The amount of residual sugar in the wine has decreased to a more pleasing 7.9 grams and the wine's composition is now 63 per cent merlot and 37 per cent malbec. The re-launch is timely, with rose wines gaining in popularity and quality.

This wine meets its aims perfectly - it's all about easy drinking and summer sipping. Lively and luscious, it really is lots of fun and while it may not be a serious wine drinker's rose, it still managed to nail a gold at the NZ International Wine Show in 2013. Not bad for a wine conceived over a few drinks and a random observation.

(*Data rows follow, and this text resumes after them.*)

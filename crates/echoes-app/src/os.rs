//! Operating-system glue: the external URL dispatcher and the engine user agent.

use std::process::Command;

use echoes_platform::UrlDispatcher;
use echoes_types::error::{EchoesError, Result};
use url::Url;

/// Schemes that only mean something inside the page. Never handed to the OS.
const PAGE_LOCAL_SCHEMES: &[&str] = &["about", "blob", "data", "javascript"];

/// Hands non-web URLs to the desktop's registered handler.
#[derive(Debug, Default, Clone, Copy)]
pub struct DesktopDispatcher;

impl UrlDispatcher for DesktopDispatcher {
    fn dispatch(&self, url: &str) -> Result<()> {
        let mut cmd = opener_command(url)?;
        let mut child = cmd
            .spawn()
            .map_err(|e| EchoesError::Dispatch(format!("no handler for {url}: {e}")))?;

        // Reap the opener without blocking the event loop.
        let target = url.to_string();
        std::thread::Builder::new()
            .name("echoes-opener".into())
            .spawn(move || match child.wait() {
                Ok(status) if !status.success() => {
                    log::warn!("opener exited with {status} for {target}");
                },
                Ok(_) => {},
                Err(e) => log::warn!("opener wait failed for {target}: {e}"),
            })
            .map_err(EchoesError::Io)?;
        Ok(())
    }
}

/// Normalize a page-supplied URL for the OS opener.
///
/// The result is the parsed serialization, so it carries no whitespace,
/// quotes or control characters, and its scheme is not page-local.
pub fn dispatchable_url(url: &str) -> Result<String> {
    let parsed = Url::parse(url)?;
    if PAGE_LOCAL_SCHEMES.contains(&parsed.scheme()) {
        return Err(EchoesError::Dispatch(format!(
            "{}: URLs stay with the page",
            parsed.scheme()
        )));
    }
    let serialized = String::from(parsed);
    if serialized
        .chars()
        .any(|c| c.is_whitespace() || c.is_control() || c == '"')
    {
        return Err(EchoesError::Dispatch(format!("refusing to open {serialized:?}")));
    }
    Ok(serialized)
}

/// Command that opens `url` with the platform handler.
///
/// The URL is always a single argument to a non-shell program.
pub fn opener_command(url: &str) -> Result<Command> {
    let url = dispatchable_url(url)?;

    #[cfg(target_os = "windows")]
    let cmd = {
        let mut cmd = Command::new("rundll32.exe");
        cmd.arg("url.dll,FileProtocolHandler").arg(url);
        cmd
    };
    #[cfg(target_os = "macos")]
    let cmd = {
        let mut cmd = Command::new("open");
        cmd.arg(url);
        cmd
    };
    #[cfg(not(any(target_os = "windows", target_os = "macos")))]
    let cmd = {
        let mut cmd = Command::new("xdg-open");
        cmd.arg(url);
        cmd
    };
    Ok(cmd)
}

/// Blank document that reports the engine's own user agent over IPC.
pub const USER_AGENT_REPORT_HTML: &str =
    "<!doctype html><script>window.ipc.postMessage(navigator.userAgent);</script>";

/// Longest user agent accepted from the engine.
const MAX_USER_AGENT_LEN: usize = 512;

/// Validate the user agent string reported by [`USER_AGENT_REPORT_HTML`].
pub fn engine_user_agent(reported: &str) -> Option<&str> {
    let ua = reported.trim();
    let usable = !ua.is_empty()
        && ua.len() <= MAX_USER_AGENT_LEN
        && !ua.chars().any(char::is_control);
    usable.then_some(ua)
}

That story immediately came to mind when two new wines were released last month by Stoneboat: Stone’d Red and Stone’d White.

Clever Lanny Martiniuk, I thought. He and his family at Stoneboat have come up with the perfect for the stoners of British Columbia, the pot hotbed of Canada.

Then I read the winery’s notes: “Our Stoneboat vineyard has stubbornly rocky terrain. By necessity, we enlist the help of ‘Stoners’ to help clear the rockery. It’s a tough job and by the end of the day one is, well, ‘stone’d’.”

Well, that is Lanny’s story and I suppose he will stick to it. But I think there is a better than even chance these wines will be popular with the owners and patrons of Vancouver’s pot dispensaries. And then, like Pansy!, they will appeal to a wider audience, both on price and quality, even if the weird labels don’t have quite the elegance of Kim Crawford.

Here are my notes on the wines.

Stone’d White 2014 ($19). This tasted a lot like Stoneboat Chorus, one of my favourite blends from the Okanagan. That is no accident: its varietal composition is similar. This wine is a blend of 25% Pinot Blanc, 23% Müller-Thurgau, 22% Schönburger, 20% Kerner, 7% Pinot Gris and 3% Viognier. The wine begins with an appealing aroma of spice and tropical fruits, leading to flavours of melon, apple and Asian pear. There is an herbal touch on the crisp, refreshing finish. 90.

Stone’d Red 2013 ($19). This is 58% Pinotage, 42% Pinot Noir, with 13 months in French and American oak barrels (10% of them new). The aroma is a medley of vanilla and black cherry with a smoky note. On the palate, it delivers flavours of black cherry, plum and strawberry with a note of spice. The texture is big and juicy. This is an eminently quaffable wine. 90.